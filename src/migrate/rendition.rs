use std::collections::BTreeMap;

use crate::origin::Entry;

/// Renditions kept per asset, highest bitrate first.
pub const MAX_RENDITIONS: usize = 3;

/// Suffix of the adaptive-streaming manifest the CDN serves for an urlset.
pub const MANIFEST_SUFFIX: &str = ".urlset/master.m3u8";

/// One bitrate variant of an asset, named relative to the asset directory.
#[derive(Debug, Clone, PartialEq, Eq)]
pub struct Rendition {
    pub rank: u64,
    pub name: String,
}

#[derive(Debug, Clone, PartialEq, Eq)]
pub struct Selection {
    /// Ordered by descending rank.
    pub renditions: Vec<Rendition>,
    /// Manifest file name relative to the asset directory.
    pub urlset: String,
}

/// Pieces of a rendition file name: `a_1500.mp4` is `("a_", "1500", ".mp4")`.
struct NameParts<'a> {
    base: &'a str,
    digits: &'a str,
    ext: &'a str,
}

fn split_name(name: &str) -> Option<NameParts<'_>> {
    let (stem, ext) = match name.rfind('.') {
        Some(idx) if idx > 0 => (&name[..idx], &name[idx..]),
        _ => (name, ""),
    };
    let base = stem.trim_end_matches(|c: char| c.is_ascii_digit());
    let digits = &stem[base.len()..];
    if digits.is_empty() {
        return None;
    }
    Some(NameParts { base, digits, ext })
}

/// Picks the renditions to migrate out of one asset directory.
#[derive(Debug, Clone)]
pub struct RenditionSelector {
    /// Lowercase, without the dot. Empty accepts any extension.
    extensions: Vec<String>,
}

impl RenditionSelector {
    pub fn new<I, S>(extensions: I) -> Self
    where
        I: IntoIterator<Item = S>,
        S: AsRef<str>,
    {
        Self {
            extensions: extensions
                .into_iter()
                .map(|e| e.as_ref().trim_start_matches('.').to_ascii_lowercase())
                .filter(|e| !e.is_empty())
                .collect(),
        }
    }

    fn accepts_extension(&self, ext: &str) -> bool {
        if self.extensions.is_empty() {
            return true;
        }
        let ext = ext.trim_start_matches('.').to_ascii_lowercase();
        self.extensions.iter().any(|e| *e == ext)
    }

    /// Whether a listed file could be a rendition, judged by its name alone.
    pub fn is_candidate(&self, name: &str) -> bool {
        let name = name.rsplit('/').next().unwrap_or(name);
        split_name(name).is_some_and(|parts| self.accepts_extension(parts.ext))
    }

    /// Selects up to [`MAX_RENDITIONS`] files with the highest trailing
    /// numeric rank. Duplicate ranks keep the last-listed file. Returns
    /// `None` when no entry qualifies.
    pub fn select(&self, entries: &[Entry]) -> Option<Selection> {
        let mut by_rank: BTreeMap<u64, &str> = BTreeMap::new();

        for entry in entries.iter().filter(|e| e.is_file()) {
            let name = entry.name.rsplit('/').next().unwrap_or(&entry.name);
            let Some(parts) = split_name(name) else {
                tracing::debug!("Skipping {}: no numeric rank", name);
                continue;
            };
            if !self.accepts_extension(parts.ext) {
                continue;
            }
            let Ok(rank) = parts.digits.parse::<u64>() else {
                tracing::warn!("Skipping {}: rank {} out of range", name, parts.digits);
                continue;
            };
            if let Some(previous) = by_rank.insert(rank, name) {
                tracing::warn!(
                    "Duplicate rendition rank {}: {} replaces {}",
                    rank,
                    name,
                    previous
                );
            }
        }

        if by_rank.is_empty() {
            return None;
        }

        let renditions: Vec<Rendition> = by_rank
            .into_iter()
            .rev()
            .take(MAX_RENDITIONS)
            .map(|(rank, name)| Rendition {
                rank,
                name: name.to_string(),
            })
            .collect();
        let urlset = urlset_name(&renditions);
        Some(Selection { renditions, urlset })
    }
}

/// `a_,9,5,3,.mp4.urlset/master.m3u8` when every rendition shares a base
/// name and extension, otherwise `,a_9.mp4,b_5.mp4,.urlset/master.m3u8`.
fn urlset_name(renditions: &[Rendition]) -> String {
    let parts: Vec<NameParts<'_>> = renditions
        .iter()
        .filter_map(|r| split_name(&r.name))
        .collect();

    let shared = parts.len() == renditions.len()
        && parts
            .windows(2)
            .all(|w| w[0].base == w[1].base && w[0].ext == w[1].ext);

    if shared {
        if let Some(first) = parts.first() {
            let labels: Vec<&str> = parts.iter().map(|p| p.digits).collect();
            return format!(
                "{},{},{}{}",
                first.base,
                labels.join(","),
                first.ext,
                MANIFEST_SUFFIX
            );
        }
    }

    let names: Vec<&str> = renditions.iter().map(|r| r.name.as_str()).collect();
    format!(",{},{}", names.join(","), MANIFEST_SUFFIX)
}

______________________________

**Task objective:** Every record above needs to be restated exactly.

**Result below:**
filename src/migrate/rendition.rs
use std::collections::BTreeMap;

use crate::origin::Entry;

/// Renditions kept per asset, highest bitrate first.
pub const MAX_RENDITIONS: usize = 3;

/// Suffix of the adaptive-streaming manifest the CDN serves for an urlset.
pub const MANIFEST_SUFFIX: &str = ".urlset/master.m3u8";

/// One bitrate variant of an asset, named relative to the asset directory.
#[derive(Debug, Clone, PartialEq, Eq)]
pub struct Rendition {
    pub rank: u64,
    pub name: String,
}

#[derive(Debug, Clone, PartialEq, Eq)]
pub struct Selection {
    /// Ordered by descending rank.
    pub renditions: Vec<Rendition>,
    /// Manifest file name relative to the asset directory.
    pub urlset: String,
}

/// Pieces of a rendition file name: `a_1500.mp4` is `("a_", "1500", ".mp4")`.
struct NameParts<'a> {
    base: &'a str,
    digits: &'a str,
    ext: &'a str,
}

fn split_name(name: &str) -> Option<NameParts<'_>> {
    let (stem, ext) = match name.rfind('.') {
        Some(idx) if idx > 0 => (&name[..idx], &name[idx..]),
        _ => (name, ""),
    };
    let base = stem.trim_end_matches(|c: char| c.is_ascii_digit());
    let digits = &stem[base.len()..];
    if digits.is_empty() {
        return None;
    }
    Some(NameParts { base, digits, ext })
}

/// Picks the renditions to migrate out of one asset directory.
#[derive(Debug, Clone)]
pub struct RenditionSelector {
    /// Lowercase, without the dot. Empty accepts any extension.
    extensions: Vec<String>,
}

impl RenditionSelector {
    pub fn new<I, S>(extensions: I) -> Self
    where
        I: IntoIterator<Item = S>,
        S: AsRef<str>,
    {
        Self {
            extensions: extensions
                .into_iter()
                .map(|e| e.as_ref().trim_start_matches('.').to_ascii_lowercase())
                .filter(|e| !e.is_empty())
                .collect(),
        }
    }

    fn accepts_extension(&self, ext: &str) -> bool {
        if self.extensions.is_empty() {
            return true;
        }
        let ext = ext.trim_start_matches('.').to_ascii_lowercase();
        self.extensions.iter().any(|e| *e == ext)
    }

    /// Whether a listed file could be a rendition, judged by its name alone.
    pub fn is_candidate(&self, name: &str) -> bool {
        let name = name.rsplit('/').next().unwrap_or(name);
        split_name(name).is_some_and(|parts| self.accepts_extension(parts.ext))
    }

    /// Selects up to [`MAX_RENDITIONS`] files with the highest trailing
    /// numeric rank. Duplicate ranks keep the last-listed file. Returns
    /// `None` when no entry qualifies.
    pub fn select(&self, entries: &[Entry]) -> Option<Selection> {
        let mut by_rank: BTreeMap<u64, &str> = BTreeMap::new();

        for entry in entries.iter().filter(|e| e.is_file()) {
            let name = entry.name.rsplit('/').next().unwrap_or(&entry.name);
            let Some(parts) = split_name(name) else {
                tracing::debug!("Skipping {}: no numeric rank", name);
                continue;
            };
            if !self.accepts_extension(parts.ext) {
                continue;
            }
            let Ok(rank) = parts.digits.parse::<u64>() else {
                tracing::warn!("Skipping {}: rank {} out of range", name, parts.digits);
                continue;
            };
            if let Some(previous) = by_rank.insert(rank, name) {
                tracing::warn!(
                    "Duplicate rendition rank {}: {} replaces {}",
                    rank,
                    name,
                    previous
                );
            }
        }

        if by_rank.is_empty() {
            return None;
        }

        let renditions: Vec<Rendition> = by_rank
            .into_iter()
            .rev()
            .take(MAX_RENDITIONS)
            .map(|(rank, name)| Rendition {
                rank,
                name: name.to_string(),
            })
            .collect();
        let urlset = urlset_name(&renditions);
        Some(Selection { renditions, urlset })
    }
}

/// `a_,9,5,3,.mp4.urlset/master.m3u8` when every rendition shares a base
/// name and extension, otherwise `,a_9.mp4,b_5.mp4,.urlset/master.m3u8`.
fn urlset_name(renditions: &[Rendition]) -> String {
    let parts: Vec<NameParts<'_>> = renditions
        .iter()
        .filter_map(|r| split_name(&r.name))
        .collect();

    let shared = parts.len() == renditions.len()
        && parts
            .windows(2)
            .all(|w| w[0].base == w[1].base && w[0].ext == w[1].ext);

    if shared {
        if let Some(first) = parts.first() {
            let labels: Vec<&str> = parts.iter().map(|p| p.digits).collect();
            return format!(
                "{},{},{}{}",
                first.base,
                labels.join(","),
                first.ext,
                MANIFEST_SUFFIX
            );
        }
    }

    let names: Vec<&str> = renditions.iter().map(|r| r.name.as_str()).collect();
    format!(",{},{}", names.join(","), MANIFEST_SUFFIX)
}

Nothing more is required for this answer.